Fetischismus kann auch krankhaft werden. Dies ist dann der Fall wenn man ohne dem fetischistischem Objekt nur sehr schwer erregbar ist oder es fast unmöglich ist ohne dem Fetisch in Erregung zu kommen, wenn der Fetisch als Ersatz des sexuellen Geschlechtsverkehrs dient und dabei für den Betroffenen ein hoher Leidensdruck entsteht.

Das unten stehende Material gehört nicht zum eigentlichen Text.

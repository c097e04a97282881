//! Strategy table and width walk-down
//!
//! A [`Dispatch`] is an ordered list of vector levels, widest first. Each
//! kernel call walks the list and runs on the first width whose shape
//! predicate ([`LaneKernel::supports`]) accepts the call; if none does, the
//! kernel's scalar reference runs instead.
//!
//! Kernels are instantiated per width through `#[target_feature]`
//! trampolines, so the generic kernel body is compiled with the matching
//! instruction set enabled.

use std::fmt;
use std::sync::OnceLock;

use smallvec::SmallVec;

use super::lanes::Lanes;
use super::{SimdLevel, available_levels};
use crate::config::KernelConfig;

#[cfg(all(target_arch = "x86_64", feature = "avx512"))]
use super::lanes::Avx512;
#[cfg(target_arch = "x86_64")]
use super::lanes::{Avx2, Sse};

#[cfg(target_arch = "aarch64")]
use super::lanes::Neon;

/// One kernel call, ready to run at any width
pub(crate) trait LaneKernel {
    /// Whether the vector kernel can serve this call at `width` lanes
    #[inline]
    fn supports(&self, _width: usize) -> bool {
        true
    }

    /// Width-generic vector kernel
    unsafe fn vector<L: Lanes>(&self);

    /// Scalar reference
    unsafe fn scalar(&self);
}

macro_rules! trampoline {
    ($name:ident, $lanes:ty, $($feature:literal),+) => {
        #[target_feature($(enable = $feature),+)]
        unsafe fn $name<K: LaneKernel>(kernel: &K) {
            kernel.vector::<$lanes>()
        }
    };
}

#[cfg(all(target_arch = "x86_64", feature = "avx512"))]
trampoline!(run_avx512, Avx512, "avx512f");
#[cfg(target_arch = "x86_64")]
trampoline!(run_avx2, Avx2, "avx2", "fma");
#[cfg(target_arch = "x86_64")]
trampoline!(run_sse2, Sse, "sse2");
#[cfg(target_arch = "aarch64")]
trampoline!(run_neon, Neon, "neon");

/// Immutable strategy table
#[derive(Clone, Debug, PartialEq, Eq)]
pub struct Dispatch {
    levels: SmallVec<[SimdLevel; 4]>,
}

static GLOBAL: OnceLock<Dispatch> = OnceLock::new();

impl Dispatch {
    /// Process-wide table, built on first use from CPU detection and
    /// [`KernelConfig::from_env`].
    pub fn global() -> &'static Dispatch {
        GLOBAL.get_or_init(|| {
            let dispatch = Self::from_config(&KernelConfig::from_env());
            log::debug!("kernel strategies: {dispatch}");
            dispatch
        })
    }

    /// Table of every detected level allowed by `config`
    pub fn from_config(config: &KernelConfig) -> Self {
        let cap = config.max_level.map_or(usize::MAX, SimdLevel::f32_lanes);
        let levels = available_levels()
            .into_iter()
            .filter(|level| level.f32_lanes() <= cap)
            .collect();
        Self { levels }
    }

    /// Table of every detected level no wider than `level`
    pub fn with_max_level(level: SimdLevel) -> Self {
        Self::from_config(&KernelConfig::new().with_max_level(level))
    }

    /// Table that always runs the scalar reference
    pub fn scalar() -> Self {
        Self {
            levels: SmallVec::new(),
        }
    }

    /// Table holding only `level`, or `None` if this CPU lacks it.
    ///
    /// Calls the level cannot serve run the scalar reference.
    pub fn pinned(level: SimdLevel) -> Option<Self> {
        if level == SimdLevel::Scalar {
            return Some(Self::scalar());
        }
        available_levels().contains(&level).then(|| Self {
            levels: SmallVec::from_slice(&[level]),
        })
    }

    /// One pinned table per detected level, widest first, followed by the
    /// scalar table.
    pub fn each_level() -> Vec<Self> {
        available_levels()
            .into_iter()
            .map(|level| Self {
                levels: SmallVec::from_slice(&[level]),
            })
            .chain(std::iter::once(Self::scalar()))
            .collect()
    }

    /// Vector levels tried, widest first (the scalar reference is implicit)
    pub fn levels(&self) -> &[SimdLevel] {
        &self.levels
    }

    /// Widest level in the table
    pub fn widest(&self) -> SimdLevel {
        self.levels.first().copied().unwrap_or(SimdLevel::Scalar)
    }

    /// Run `kernel` on the widest level that supports it.
    ///
    /// # Safety
    /// The kernel's pointer preconditions must hold.
    pub(crate) unsafe fn run<K: LaneKernel>(&self, kernel: &K) {
        for &level in &self.levels {
            if !kernel.supports(level.f32_lanes()) {
                log::trace!("{level} cannot serve this shape, walking down");
                continue;
            }
            match level {
                #[cfg(all(target_arch = "x86_64", feature = "avx512"))]
                SimdLevel::Avx512 => return run_avx512(kernel),
                #[cfg(target_arch = "x86_64")]
                SimdLevel::Avx2Fma => return run_avx2(kernel),
                #[cfg(target_arch = "x86_64")]
                SimdLevel::Sse2 => return run_sse2(kernel),
                #[cfg(target_arch = "aarch64")]
                SimdLevel::Neon => return run_neon(kernel),
                _ => {}
            }
        }
        kernel.scalar()
    }
}

impl fmt::Display for Dispatch {
    fn fmt(&self, f: &mut fmt::Formatter<'_>) -> fmt::Result {
        for level in &self.levels {
            write!(f, "{level} > ")?;
        }
        f.write_str(SimdLevel::Scalar.as_str())
    }
}

#[cfg(test)]
mod tests {
    use super::*;
    use std::cell::Cell;

    struct Probe {
        max_width: usize,
        ran: Cell<usize>,
    }

    impl LaneKernel for Probe {
        fn supports(&self, width: usize) -> bool {
            width <= self.max_width
        }

        unsafe fn vector<L: Lanes>(&self) {
            self.ran.set(L::WIDTH);
        }

        unsafe fn scalar(&self) {
            self.ran.set(1);
        }
    }

    fn ran_width(dispatch: &Dispatch, max_width: usize) -> usize {
        let probe = Probe {
            max_width,
            ran: Cell::new(0),
        };
        unsafe { dispatch.run(&probe) };
        probe.ran.get()
    }

    #[test]
    fn test_scalar_table_runs_reference() {
        assert_eq!(ran_width(&Dispatch::scalar(), usize::MAX), 1);
        assert_eq!(Dispatch::scalar().widest(), SimdLevel::Scalar);
    }

    #[test]
    fn test_walks_down_to_supported_width() {
        let dispatch = Dispatch::from_config(&KernelConfig::new());
        let widest = dispatch.widest().f32_lanes();
        assert_eq!(ran_width(&dispatch, usize::MAX), widest);
        // A shape no vector width accepts falls through to scalar
        assert_eq!(ran_width(&dispatch, 2), 1);
        if dispatch.levels().len() > 1 {
            let narrower = dispatch.levels()[1].f32_lanes();
            assert_eq!(ran_width(&dispatch, widest - 1), narrower);
        }
    }

    #[test]
    fn test_cap_limits_width() {
        let capped = Dispatch::with_max_level(SimdLevel::Sse2);
        assert!(capped.levels().iter().all(|l| l.f32_lanes() <= 4));
        let none = Dispatch::with_max_level(SimdLevel::Scalar);
        assert!(none.levels().is_empty());
    }

    #[test]
    fn test_each_level_ends_with_scalar() {
        let tables = Dispatch::each_level();
        assert_eq!(tables.last(), Some(&Dispatch::scalar()));
        for table in &tables[..tables.len() - 1] {
            assert_eq!(table.levels().len(), 1);
        }
    }

    #[test]
    fn test_display() {
        assert_eq!(Dispatch::scalar().to_string(), "Scalar");
    }
}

Im Allgemeinen gilt die Vorliebe für bestimmte Körperteile oder Kleidungsstücke als gewöhnliche Spielart der menschlichen Sexualität. Unter bereits zuvor erwähnten Umständen kann die Fixierung auf den Gegenstand allerdings als krankhafte psychische Störung oder Paraphilie bezeichnet werden. Ein behandlungsbedürftiger Fetischismus ist allerdings nur dann gegeben wenn die diagnostischen Bedingungen der Paraphilie erfüllt sind und es sich um ein lebloses Objekt der Begierde handelt. Zu dem kann Fetischismus auch als Begleiterscheinung einer psychologischen Störung auftreten.

Entscheidend für so eine Diagnose ist ein korrektes hierarchisches Vorgehen. Dabei ist die Diagnose nur stellbar wenn über einem Zeitraum von mind. Sechs Monaten Leiden bei den Betroffenen verursachen.